Позеленев опять, Наташа зажала рот рукой и отвела глаза.

– И все-таки не укладывается в голове, – обронила я, когда в трюме прибрались, а к щекам моей новой знакомой вернулся относительно здоровый оттенок.

– Что не укладывается?

– Ты не думала, что это, возможно, ловушка? Как бесплатный сыр в мышеловке? Ну то есть зэков поманили льготами, посулили им досрочное освобождение, но что придется отдать взамен? Выгодна ли эта сделка? Мы едем на Север. В опасные, необжитые края. Вот ты привыкла к лютым морозам? Градусов эдак пятьдесят ниже нуля?

– Я родом с Юга, из Ставрополя, – сухо пояснила она.

– И я не привыкла… А вдруг там первобытные условия? Вдобавок кормят, как свиней? Не выдают теплых вещей? Селят в плохо отапливаемых бараках? Заставляют работать часов по четырнадцать? Лечат абы как? Не лучше ли отбыть весь срок в другом лагере, но выжить, чем купиться на байки о бонусах и умереть прежде, чем получишь заветную бумажку?

– Прикончить где угодно может, – отвергла Наташа мои умозаключения. – А здесь – свобода у носа маячит, сил придает.

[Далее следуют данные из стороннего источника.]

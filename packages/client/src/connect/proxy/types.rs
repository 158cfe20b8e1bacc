use std::fmt;
use std::net::{IpAddr, Ipv4Addr, Ipv6Addr};
use std::str::FromStr;

use serde::{Deserialize, Serialize};

use crate::config::ConfigError;

/// Which tunnel protocol to speak to the proxy.
#[derive(Clone, Copy, Debug, Default, PartialEq, Eq, Hash, Serialize, Deserialize)]
#[serde(try_from = "String", into = "&'static str")]
pub enum ProxyKind {
    /// Connect directly; no tunnel handshake is performed
    #[default]
    None,
    Http,
    Socks4,
    Socks5,
}

impl ProxyKind {
    #[must_use]
    pub fn as_str(self) -> &'static str {
        match self {
            ProxyKind::None => "none",
            ProxyKind::Http => "http",
            ProxyKind::Socks4 => "socks4",
            ProxyKind::Socks5 => "socks5",
        }
    }
}

impl fmt::Display for ProxyKind {
    fn fmt(&self, f: &mut fmt::Formatter<'_>) -> fmt::Result {
        f.write_str(self.as_str())
    }
}

impl FromStr for ProxyKind {
    type Err = ConfigError;

    /// Accepts the short names and the persisted `Proxy*` names of stored
    /// connection records, case-insensitively.
    fn from_str(s: &str) -> Result<Self, Self::Err> {
        match s.trim().to_ascii_lowercase().as_str() {
            "none" | "proxynone" | "" => Ok(ProxyKind::None),
            "http" | "proxyhttp" => Ok(ProxyKind::Http),
            "socks4" | "socks4a" | "proxysocks4" => Ok(ProxyKind::Socks4),
            "socks5" | "proxysocks5" => Ok(ProxyKind::Socks5),
            _ => Err(ConfigError::UnknownProxyKind(s.to_string())),
        }
    }
}

impl TryFrom<String> for ProxyKind {
    type Error = ConfigError;

    fn try_from(value: String) -> Result<Self, Self::Error> {
        value.parse()
    }
}

impl From<ProxyKind> for &'static str {
    fn from(kind: ProxyKind) -> Self {
        kind.as_str()
    }
}

/// Writes `host:port`, bracketing IPv6 literals.
fn write_authority(f: &mut fmt::Formatter<'_>, host: &str, port: u16) -> fmt::Result {
    if host.contains(':') && !host.starts_with('[') {
        write!(f, "[{host}]:{port}")
    } else {
        write!(f, "{host}:{port}")
    }
}

/// Address of the intermediary proxy.
#[derive(Clone, Debug, PartialEq, Eq, Hash)]
pub struct ProxyEndpoint {
    pub host: String,
    pub port: u16,
}

impl ProxyEndpoint {
    pub fn new(host: impl Into<String>, port: u16) -> Self {
        Self {
            host: host.into(),
            port,
        }
    }
}

impl fmt::Display for ProxyEndpoint {
    fn fmt(&self, f: &mut fmt::Formatter<'_>) -> fmt::Result {
        write_authority(f, &self.host, self.port)
    }
}

/// Credentials offered to the proxy. An empty username means no
/// authentication is requested.
#[derive(Clone, Default, PartialEq, Eq)]
pub struct ProxyCredentials {
    pub username: String,
    pub password: String,
}

impl ProxyCredentials {
    pub fn new(username: impl Into<String>, password: impl Into<String>) -> Self {
        Self {
            username: username.into(),
            password: password.into(),
        }
    }

    #[must_use]
    pub fn none() -> Self {
        Self::default()
    }

    #[must_use]
    pub fn is_present(&self) -> bool {
        !self.username.is_empty()
    }
}

impl fmt::Debug for ProxyCredentials {
    fn fmt(&self, f: &mut fmt::Formatter<'_>) -> fmt::Result {
        f.debug_struct("ProxyCredentials")
            .field("username", &self.username)
            .field("password", &"<redacted>")
            .finish()
    }
}

/// Final target of a tunnel. Supplied per call, never stored on a client.
///
/// Host names go on the wire as their UTF-8 bytes; non-ASCII is not replaced.
#[derive(Clone, Debug, PartialEq, Eq, Hash)]
pub struct Destination {
    pub host: String,
    pub port: u16,
}

/// How a destination host is put on the wire.
#[derive(Clone, Copy, Debug, PartialEq, Eq)]
pub enum DestinationAddr<'a> {
    V4(Ipv4Addr),
    V6(Ipv6Addr),
    Domain(&'a str),
}

impl Destination {
    pub fn new(host: impl Into<String>, port: u16) -> Self {
        Self {
            host: host.into(),
            port,
        }
    }

    /// Classify the host once: IP literals use the binary encoding,
    /// anything else is sent as a domain name.
    #[must_use]
    pub fn addr(&self) -> DestinationAddr<'_> {
        let literal = self
            .host
            .strip_prefix('[')
            .and_then(|h| h.strip_suffix(']'))
            .unwrap_or(&self.host);

        match IpAddr::from_str(literal) {
            Ok(IpAddr::V4(v4)) => DestinationAddr::V4(v4),
            Ok(IpAddr::V6(v6)) => DestinationAddr::V6(v6),
            Err(_) => DestinationAddr::Domain(&self.host),
        }
    }
}

impl fmt::Display for Destination {
    fn fmt(&self, f: &mut fmt::Formatter<'_>) -> fmt::Result {
        write_authority(f, &self.host, self.port)
    }
}
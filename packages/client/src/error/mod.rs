pub mod classification;
pub mod constructors;
pub mod conversions;
pub mod types;

pub use constructors::*;
pub use types::{Error, Inner, Kind, Rejection, Result};

pub(crate) type BoxError = Box<dyn std::error::Error + Send + Sync>;
//! HTTP CONNECT tunnels
//!
//! Asks an HTTP proxy to open a raw pipe with
//! `CONNECT host:port HTTP/1.1`, optionally with Basic proxy
//! authorization, and accepts nothing but a `200` status.

use std::io::{Read, Write};

use base64::Engine;
use base64::engine::general_purpose::STANDARD;

use super::client::ProxyClient;
use crate::config::defaults::MAX_HTTP_RESPONSE_BYTES;
use crate::connect::proxy::{Destination, ProxyCredentials, ProxyEndpoint, ProxyKind};
use crate::connect::tcp::read_until;
use crate::error::{self, Rejection, Result};

const HEADER_TERMINATOR: &[u8] = b"\r\n\r\n";

#[derive(Clone, Debug)]
pub struct HttpConnectClient {
    endpoint: ProxyEndpoint,
    credentials: ProxyCredentials,
}

impl HttpConnectClient {
    #[must_use]
    pub fn new(endpoint: ProxyEndpoint, credentials: ProxyCredentials) -> Self {
        Self { endpoint, credentials }
    }

    /// The request head sent to the proxy, blank line included.
    #[must_use]
    pub fn connect_request(&self, destination: &Destination) -> String {
        let target = destination.to_string();

        let mut request = format!(
            "CONNECT {target} HTTP/1.1\r\nHost: {target}\r\nProxy-Connection: Keep-Alive\r\n"
        );

        if self.credentials.is_present() {
            let credentials = format!("{}:{}", self.credentials.username, self.credentials.password);
            request.push_str("Proxy-Authorization: Basic ");
            request.push_str(&STANDARD.encode(credentials));
            request.push_str("\r\n");
        }

        request.push_str("\r\n");
        request
    }
}

/// Accept only a status line whose second token is exactly `200`.
pub(crate) fn validate_response(response: &[u8]) -> Result<()> {
    let text = String::from_utf8_lossy(response);
    let status_line = text.split("\r\n").next().unwrap_or_default();

    let mut parts = status_line.split(' ').filter(|part| !part.is_empty());
    let code = parts.nth(1);

    if code == Some("200") {
        Ok(())
    } else {
        Err(error::rejected(Rejection::Http {
            status_line: status_line.to_string(),
        }))
    }
}

impl ProxyClient for HttpConnectClient {
    fn kind(&self) -> ProxyKind {
        ProxyKind::Http
    }

    fn endpoint(&self) -> &ProxyEndpoint {
        &self.endpoint
    }

    fn handshake<S: Read + Write>(&self, stream: &mut S, destination: &Destination) -> Result<()> {
        let request = self.connect_request(destination);
        tracing::debug!("sending HTTP CONNECT for {}", destination);
        stream.write_all(request.as_bytes())?;
        stream.flush()?;

        // Anything after the blank line already belongs to the tunnel.
        let response = read_until(stream, HEADER_TERMINATOR, MAX_HTTP_RESPONSE_BYTES)?;
        tracing::trace!("HTTP CONNECT response head is {} bytes", response.len());

        validate_response(&response)
    }
}
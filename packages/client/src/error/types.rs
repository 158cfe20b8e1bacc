use std::error::Error as StdError;
use std::fmt;

/// A Result alias where the Err case is `proxytunnel_client::Error`.
pub type Result<T> = std::result::Result<T, Error>;

/// Represents errors that can occur while establishing a proxy tunnel.
pub struct Error {
    pub inner: Box<Inner>,
}

pub struct Inner {
    pub kind: Kind,
    pub source: Option<Box<dyn StdError + Send + Sync>>,
    /// `host:port` of the proxy the attempt went through, if known.
    pub proxy: Option<String>,
}

#[derive(Debug, Clone, PartialEq, Eq)]
pub enum Kind {
    /// Invalid settings, caught before any socket exists
    Builder,
    /// The proxy could not be reached (refused, unresolvable, unroutable)
    Connect,
    /// A connect, read or write exceeded the configured deadline
    Timeout,
    /// The peer closed the stream before the expected byte count arrived
    UnexpectedEof,
    /// A delimiter-bounded read ran past its byte budget
    ResponseTooLarge { limit: usize },
    /// A reply broke the fixed structure of the protocol
    ProtocolViolation,
    /// SOCKS5 proxy refused every offered method
    NoAcceptableAuthMethod,
    /// SOCKS5 username/password sub-negotiation rejected
    AuthenticationFailed,
    /// The proxy understood the request and declined the tunnel
    ProxyRejected(Rejection),
    /// Username or password does not fit a one-byte length field
    CredentialsTooLong,
    /// Destination host does not fit a one-byte length field
    HostnameTooLong,
    /// Any other transport error during the handshake
    Io,
}

/// The raw status a proxy answered with when it declined a tunnel.
#[derive(Debug, Clone, PartialEq, Eq)]
pub enum Rejection {
    Http { status_line: String },
    Socks4 { status: u8 },
    Socks5 { reply: u8 },
}

impl Rejection {
    /// RFC 1928 meaning of a SOCKS5 reply code.
    #[must_use]
    pub fn socks5_reply_message(reply: u8) -> &'static str {
        match reply {
            0x01 => "general SOCKS server failure",
            0x02 => "connection not allowed by ruleset",
            0x03 => "network unreachable",
            0x04 => "host unreachable",
            0x05 => "connection refused",
            0x06 => "TTL expired",
            0x07 => "command not supported",
            0x08 => "address type not supported",
            _ => "unassigned reply code",
        }
    }
}

impl fmt::Display for Rejection {
    fn fmt(&self, f: &mut fmt::Formatter<'_>) -> fmt::Result {
        match self {
            Rejection::Http { status_line } => {
                write!(f, "HTTP proxy CONNECT failed: {status_line}")
            }
            Rejection::Socks4 { status } => {
                write!(f, "SOCKS4 proxy CONNECT failed with status 0x{status:02X}")
            }
            Rejection::Socks5 { reply } => write!(
                f,
                "SOCKS5 proxy CONNECT failed with status 0x{reply:02X} ({})",
                Rejection::socks5_reply_message(*reply)
            ),
        }
    }
}

impl Error {
    pub fn new(kind: Kind) -> Error {
        Error {
            inner: Box::new(Inner {
                kind,
                source: None,
                proxy: None,
            }),
        }
    }

    #[must_use = "Error builder methods return a new Error and should be used"]
    pub fn with<E: Into<Box<dyn StdError + Send + Sync>>>(mut self, source: E) -> Error {
        self.inner.source = Some(source.into());
        self
    }

    /// Attach the proxy endpoint the failed attempt went through.
    #[must_use]
    pub fn with_proxy(mut self, proxy: impl fmt::Display) -> Error {
        self.inner.proxy = Some(proxy.to_string());
        self
    }

    #[must_use]
    pub fn kind(&self) -> &Kind {
        &self.inner.kind
    }

    /// The proxy endpoint associated with this error, if any
    #[must_use]
    pub fn proxy(&self) -> Option<&str> {
        self.inner.proxy.as_deref()
    }
}

impl fmt::Debug for Error {
    fn fmt(&self, f: &mut fmt::Formatter<'_>) -> fmt::Result {
        let mut f = f.debug_struct("proxytunnel_client::Error");

        f.field("kind", &self.inner.kind);

        if let Some(ref source) = self.inner.source {
            f.field("source", source);
        }

        if let Some(ref proxy) = self.inner.proxy {
            f.field("proxy", proxy);
        }

        f.finish()
    }
}

impl fmt::Display for Error {
    fn fmt(&self, f: &mut fmt::Formatter<'_>) -> fmt::Result {
        match &self.inner.kind {
            Kind::Builder => f.write_str("invalid proxy configuration")?,
            Kind::Connect => f.write_str("could not connect to proxy")?,
            Kind::Timeout => f.write_str("proxy operation timed out")?,
            Kind::UnexpectedEof => {
                f.write_str("unexpected end of stream while reading proxy response")?;
            }
            Kind::ResponseTooLarge { limit } => {
                write!(f, "proxy response exceeded maximum expected size of {limit} bytes")?;
            }
            Kind::ProtocolViolation => f.write_str("proxy protocol violation")?,
            Kind::NoAcceptableAuthMethod => {
                f.write_str("SOCKS5 proxy did not accept any authentication method")?;
            }
            Kind::AuthenticationFailed => {
                f.write_str("SOCKS5 proxy username/password authentication failed")?;
            }
            Kind::ProxyRejected(rejection) => write!(f, "{rejection}")?,
            Kind::CredentialsTooLong => f.write_str("proxy credentials too long")?,
            Kind::HostnameTooLong => f.write_str("destination host name too long")?,
            Kind::Io => f.write_str("proxy transport error")?,
        }

        if let Some(ref source) = self.inner.source {
            write!(f, ": {source}")?;
        }

        Ok(())
    }
}

impl StdError for Error {
    fn source(&self) -> Option<&(dyn StdError + 'static)> {
        self.inner
            .source
            .as_ref()
            .map(|err| &**err as &(dyn StdError + 'static))
    }
}
//! TCP socket configuration for handshakes

use std::net::TcpStream;
use std::time::Duration;

use socket2::{SockRef, TcpKeepalive};

use crate::config::TcpConfig;
use crate::error::Result;

/// Apply nodelay, keepalive and the per-operation read/write deadline.
pub fn configure_tcp_socket(stream: &TcpStream, tcp: &TcpConfig, timeout: Duration) -> Result<()> {
    stream.set_nodelay(tcp.nodelay)?;
    stream.set_read_timeout(Some(timeout))?;
    stream.set_write_timeout(Some(timeout))?;

    if let Some(duration) = tcp.keepalive {
        let keepalive = TcpKeepalive::new().with_time(duration);
        SockRef::from(stream).set_tcp_keepalive(&keepalive)?;
        tracing::trace!("TCP keepalive set to {:?}", duration);
    }

    Ok(())
}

Прямо как весеннее солнце в конце зимы. Ты, Нинка, еще не знаешь, что такое надежда. Погоди, будет с тебя. Еще научишься за кости свои бороться…

– А как за них бороться? – Я придвинулась к ней.

– Выбиваться на более легкие работы, – сказала она. – Главное – получить лагерную профессию, которая спасет тебя от каторжных работ. Какая у тебя профессия, кстати?

– Филолог.

– Не пойдет, – сморщилась Наташа. – Филологи здесь не нужны. Повара, парикмахеры – это да. Я в Вятлаге сидела с художниками, преподавателями, литераторами, музыкантами, партийными работниками, а в люди выбился кто? Маникюрщица! Прислуживала лично начальнице лагеря! Но больше всех везет специалистам, которые разбираются в строительстве. Они живут почти как вольные… А вот тебе тяжко будет. На худой конец говори, что медсестрой была. Может, в санчасть куда-нибудь пристроят. Хотя меня так и не пристроили за три года…

– Да тут каждая вторая говорит, что на фронте медсестрой работала, – хмыкнула наша соседка, в прошлом генеральская жена.

Когда пароход прибыл в Игарку, измученная морской болезнью Наташа счастливо выдохнула и ринулась наружу. Я же шла из трюма, как на эшафот.

Выстроившись в гигантскую очередь, мы поднимались на палубу парами, парами же сходили с трапа на пристань, а на пристани занимали места в колонне. Все прижимали к себе кулечки, сумки. Мы с Наташей тащили фанерные чемоданы.

Началась перекличка. Пытаясь удержаться на подгибающихся ногах, мы смотрели невидящим взором перед собой, дышали друг другу в затылки и ждали каждый свою фамилию. Наташа откликнулась на Рысакову, я – на Загорскую, после чего мы обе замолчали, уткнувшись носами в воротники. Некоторые женщины робко поглядывали назад: там мужчины, тоже из заключенных, разгружали судно.

Крайний Север встретил нас настоящей осенней промозглостью. В этот августовский день, когда далекая Москва наверняка еще сияла яркими зелено-голубыми красками и раскалялась на жаре, пахла созревающими в лучах солнца яблоками и готовилась принимать поставки спелых арбузов с юга, Игарка мрачно посерела и охладилась примерно до семи градусов тепла. По крайней мере я ощущала именно столько. Небо сдавили грозные тучи, и вид их был настолько унылым, что внутрь меня тут же закралась невыносимая тоска. Город могло в любую минуту затопить то ли дождем, то ли уже мокрым снегом, что было непостижимо уму коренной москвички, привыкшей встречать первый снегопад не ранее чем в октябре или ноябре. Порт, слабо освещенный высокими фонарями, скоропостижно погружался во тьму.